Saved data entries:
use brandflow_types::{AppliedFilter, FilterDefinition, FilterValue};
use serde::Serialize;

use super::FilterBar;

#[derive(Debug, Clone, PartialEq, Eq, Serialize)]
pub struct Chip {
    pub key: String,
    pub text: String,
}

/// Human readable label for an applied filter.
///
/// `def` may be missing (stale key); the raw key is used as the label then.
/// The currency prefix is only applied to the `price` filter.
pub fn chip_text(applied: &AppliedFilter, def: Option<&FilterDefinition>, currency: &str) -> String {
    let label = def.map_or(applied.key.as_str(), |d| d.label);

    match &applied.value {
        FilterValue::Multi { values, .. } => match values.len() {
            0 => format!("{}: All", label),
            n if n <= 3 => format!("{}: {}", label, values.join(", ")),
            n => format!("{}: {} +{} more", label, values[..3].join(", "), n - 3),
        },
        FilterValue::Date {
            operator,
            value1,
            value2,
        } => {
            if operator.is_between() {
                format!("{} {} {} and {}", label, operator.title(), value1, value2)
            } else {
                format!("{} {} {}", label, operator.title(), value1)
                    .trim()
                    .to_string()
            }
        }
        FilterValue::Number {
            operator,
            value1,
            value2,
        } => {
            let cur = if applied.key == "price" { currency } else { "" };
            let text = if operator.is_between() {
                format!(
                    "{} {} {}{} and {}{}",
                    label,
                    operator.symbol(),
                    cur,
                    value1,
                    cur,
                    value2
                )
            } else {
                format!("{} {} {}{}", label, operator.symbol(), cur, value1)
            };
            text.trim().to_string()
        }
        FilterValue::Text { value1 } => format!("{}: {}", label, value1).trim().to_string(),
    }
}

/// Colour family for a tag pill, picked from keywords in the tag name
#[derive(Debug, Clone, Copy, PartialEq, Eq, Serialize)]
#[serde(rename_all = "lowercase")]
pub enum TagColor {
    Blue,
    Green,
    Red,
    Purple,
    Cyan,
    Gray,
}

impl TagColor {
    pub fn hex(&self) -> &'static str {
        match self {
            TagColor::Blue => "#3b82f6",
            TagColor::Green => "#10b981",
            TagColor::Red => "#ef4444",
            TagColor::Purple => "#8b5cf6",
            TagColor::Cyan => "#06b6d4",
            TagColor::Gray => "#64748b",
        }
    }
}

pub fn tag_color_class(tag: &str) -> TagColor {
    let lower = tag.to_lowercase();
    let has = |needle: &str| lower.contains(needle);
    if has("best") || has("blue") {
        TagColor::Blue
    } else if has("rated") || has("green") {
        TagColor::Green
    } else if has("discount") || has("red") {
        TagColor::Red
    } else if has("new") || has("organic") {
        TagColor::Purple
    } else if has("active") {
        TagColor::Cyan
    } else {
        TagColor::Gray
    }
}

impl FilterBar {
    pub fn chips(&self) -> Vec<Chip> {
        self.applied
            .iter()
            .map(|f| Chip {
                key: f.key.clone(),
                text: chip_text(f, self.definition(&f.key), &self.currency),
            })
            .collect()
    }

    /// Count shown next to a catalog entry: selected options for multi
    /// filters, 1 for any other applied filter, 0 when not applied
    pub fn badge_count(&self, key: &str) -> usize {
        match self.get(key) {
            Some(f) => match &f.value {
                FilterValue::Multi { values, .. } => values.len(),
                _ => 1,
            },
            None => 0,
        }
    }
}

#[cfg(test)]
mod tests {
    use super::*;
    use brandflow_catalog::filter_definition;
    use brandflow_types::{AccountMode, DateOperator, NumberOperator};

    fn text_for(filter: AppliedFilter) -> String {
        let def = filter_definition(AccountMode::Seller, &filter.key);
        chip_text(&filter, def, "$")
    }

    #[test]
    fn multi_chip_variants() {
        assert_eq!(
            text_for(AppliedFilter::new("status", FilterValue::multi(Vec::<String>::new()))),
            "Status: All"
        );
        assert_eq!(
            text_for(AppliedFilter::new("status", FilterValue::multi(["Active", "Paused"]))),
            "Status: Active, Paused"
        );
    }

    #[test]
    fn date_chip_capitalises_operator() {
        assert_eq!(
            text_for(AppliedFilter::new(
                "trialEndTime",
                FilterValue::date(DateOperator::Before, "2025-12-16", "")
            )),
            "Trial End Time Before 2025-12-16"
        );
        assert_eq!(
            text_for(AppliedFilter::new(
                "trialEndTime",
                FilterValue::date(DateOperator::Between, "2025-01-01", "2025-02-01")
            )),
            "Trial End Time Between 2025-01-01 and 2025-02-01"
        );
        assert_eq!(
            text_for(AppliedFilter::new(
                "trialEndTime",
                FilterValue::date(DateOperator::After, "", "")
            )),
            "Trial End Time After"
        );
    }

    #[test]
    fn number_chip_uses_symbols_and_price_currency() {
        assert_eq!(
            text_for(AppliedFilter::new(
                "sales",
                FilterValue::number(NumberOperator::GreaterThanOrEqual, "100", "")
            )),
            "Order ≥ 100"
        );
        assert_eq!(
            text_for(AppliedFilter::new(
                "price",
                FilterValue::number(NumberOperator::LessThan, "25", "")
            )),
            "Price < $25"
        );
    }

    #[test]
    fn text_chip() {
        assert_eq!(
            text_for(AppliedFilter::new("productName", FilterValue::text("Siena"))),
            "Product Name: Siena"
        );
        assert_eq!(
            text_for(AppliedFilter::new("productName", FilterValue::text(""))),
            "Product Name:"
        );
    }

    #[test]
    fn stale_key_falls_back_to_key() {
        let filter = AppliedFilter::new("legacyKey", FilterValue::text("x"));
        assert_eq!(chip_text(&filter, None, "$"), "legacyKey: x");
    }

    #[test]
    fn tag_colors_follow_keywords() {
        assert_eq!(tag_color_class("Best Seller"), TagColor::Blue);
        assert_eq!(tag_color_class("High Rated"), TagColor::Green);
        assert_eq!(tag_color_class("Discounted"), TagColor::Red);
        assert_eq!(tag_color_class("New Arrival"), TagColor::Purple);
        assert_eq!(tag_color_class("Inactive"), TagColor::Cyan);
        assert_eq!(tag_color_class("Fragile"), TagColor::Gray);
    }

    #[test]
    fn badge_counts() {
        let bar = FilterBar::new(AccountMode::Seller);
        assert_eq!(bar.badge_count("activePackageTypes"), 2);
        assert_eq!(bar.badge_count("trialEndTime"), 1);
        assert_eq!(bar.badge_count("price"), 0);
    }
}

WORK ITEM: Please output the complete set of records above without any alteration.

TASK ANSWER:
use brandflow_types::{AppliedFilter, FilterDefinition, FilterValue};
use serde::Serialize;

use super::FilterBar;

#[derive(Debug, Clone, PartialEq, Eq, Serialize)]
pub struct Chip {
    pub key: String,
    pub text: String,
}

/// Human readable label for an applied filter.
///
/// `def` may be missing (stale key); the raw key is used as the label then.
/// The currency prefix is only applied to the `price` filter.
pub fn chip_text(applied: &AppliedFilter, def: Option<&FilterDefinition>, currency: &str) -> String {
    let label = def.map_or(applied.key.as_str(), |d| d.label);

    match &applied.value {
        FilterValue::Multi { values, .. } => match values.len() {
            0 => format!("{}: All", label),
            n if n <= 3 => format!("{}: {}", label, values.join(", ")),
            n => format!("{}: {} +{} more", label, values[..3].join(", "), n - 3),
        },
        FilterValue::Date {
            operator,
            value1,
            value2,
        } => {
            if operator.is_between() {
                format!("{} {} {} and {}", label, operator.title(), value1, value2)
            } else {
                format!("{} {} {}", label, operator.title(), value1)
                    .trim()
                    .to_string()
            }
        }
        FilterValue::Number {
            operator,
            value1,
            value2,
        } => {
            let cur = if applied.key == "price" { currency } else { "" };
            let text = if operator.is_between() {
                format!(
                    "{} {} {}{} and {}{}",
                    label,
                    operator.symbol(),
                    cur,
                    value1,
                    cur,
                    value2
                )
            } else {
                format!("{} {} {}{}", label, operator.symbol(), cur, value1)
            };
            text.trim().to_string()
        }
        FilterValue::Text { value1 } => format!("{}: {}", label, value1).trim().to_string(),
    }
}

/// Colour family for a tag pill, picked from keywords in the tag name
#[derive(Debug, Clone, Copy, PartialEq, Eq, Serialize)]
#[serde(rename_all = "lowercase")]
pub enum TagColor {
    Blue,
    Green,
    Red,
    Purple,
    Cyan,
    Gray,
}

impl TagColor {
    pub fn hex(&self) -> &'static str {
        match self {
            TagColor::Blue => "#3b82f6",
            TagColor::Green => "#10b981",
            TagColor::Red => "#ef4444",
            TagColor::Purple => "#8b5cf6",
            TagColor::Cyan => "#06b6d4",
            TagColor::Gray => "#64748b",
        }
    }
}

pub fn tag_color_class(tag: &str) -> TagColor {
    let lower = tag.to_lowercase();
    let has = |needle: &str| lower.contains(needle);
    if has("best") || has("blue") {
        TagColor::Blue
    } else if has("rated") || has("green") {
        TagColor::Green
    } else if has("discount") || has("red") {
        TagColor::Red
    } else if has("new") || has("organic") {
        TagColor::Purple
    } else if has("active") {
        TagColor::Cyan
    } else {
        TagColor::Gray
    }
}

impl FilterBar {
    pub fn chips(&self) -> Vec<Chip> {
        self.applied
            .iter()
            .map(|f| Chip {
                key: f.key.clone(),
                text: chip_text(f, self.definition(&f.key), &self.currency),
            })
            .collect()
    }

    /// Count shown next to a catalog entry: selected options for multi
    /// filters, 1 for any other applied filter, 0 when not applied
    pub fn badge_count(&self, key: &str) -> usize {
        match self.get(key) {
            Some(f) => match &f.value {
                FilterValue::Multi { values, .. } => values.len(),
                _ => 1,
            },
            None => 0,
        }
    }
}

#[cfg(test)]
mod tests {
    use super::*;
    use brandflow_catalog::filter_definition;
    use brandflow_types::{AccountMode, DateOperator, NumberOperator};

    fn text_for(filter: AppliedFilter) -> String {
        let def = filter_definition(AccountMode::Seller, &filter.key);
        chip_text(&filter, def, "$")
    }

    #[test]
    fn multi_chip_variants() {
        assert_eq!(
            text_for(AppliedFilter::new("status", FilterValue::multi(Vec::<String>::new()))),
            "Status: All"
        );
        assert_eq!(
            text_for(AppliedFilter::new("status", FilterValue::multi(["Active", "Paused"]))),
            "Status: Active, Paused"
        );
    }

    #[test]
    fn date_chip_capitalises_operator() {
        assert_eq!(
            text_for(AppliedFilter::new(
                "trialEndTime",
                FilterValue::date(DateOperator::Before, "2025-12-16", "")
            )),
            "Trial End Time Before 2025-12-16"
        );
        assert_eq!(
            text_for(AppliedFilter::new(
                "trialEndTime",
                FilterValue::date(DateOperator::Between, "2025-01-01", "2025-02-01")
            )),
            "Trial End Time Between 2025-01-01 and 2025-02-01"
        );
        assert_eq!(
            text_for(AppliedFilter::new(
                "trialEndTime",
                FilterValue::date(DateOperator::After, "", "")
            )),
            "Trial End Time After"
        );
    }

    #[test]
    fn number_chip_uses_symbols_and_price_currency() {
        assert_eq!(
            text_for(AppliedFilter::new(
                "sales",
                FilterValue::number(NumberOperator::GreaterThanOrEqual, "100", "")
            )),
            "Order ≥ 100"
        );
        assert_eq!(
            text_for(AppliedFilter::new(
                "price",
                FilterValue::number(NumberOperator::LessThan, "25", "")
            )),
            "Price < $25"
        );
    }

    #[test]
    fn text_chip() {
        assert_eq!(
            text_for(AppliedFilter::new("productName", FilterValue::text("Siena"))),
            "Product Name: Siena"
        );
        assert_eq!(
            text_for(AppliedFilter::new("productName", FilterValue::text(""))),
            "Product Name:"
        );
    }

    #[test]
    fn stale_key_falls_back_to_key() {
        let filter = AppliedFilter::new("legacyKey", FilterValue::text("x"));
        assert_eq!(chip_text(&filter, None, "$"), "legacyKey: x");
    }

    #[test]
    fn tag_colors_follow_keywords() {
        assert_eq!(tag_color_class("Best Seller"), TagColor::Blue);
        assert_eq!(tag_color_class("High Rated"), TagColor::Green);
        assert_eq!(tag_color_class("Discounted"), TagColor::Red);
        assert_eq!(tag_color_class("New Arrival"), TagColor::Purple);
        assert_eq!(tag_color_class("Inactive"), TagColor::Cyan);
        assert_eq!(tag_color_class("Fragile"), TagColor::Gray);
    }

    #[test]
    fn badge_counts() {
        let bar = FilterBar::new(AccountMode::Seller);
        assert_eq!(bar.badge_count("activePackageTypes"), 2);
        assert_eq!(bar.badge_count("trialEndTime"), 1);
        assert_eq!(bar.badge_count("price"), 0);
    }
}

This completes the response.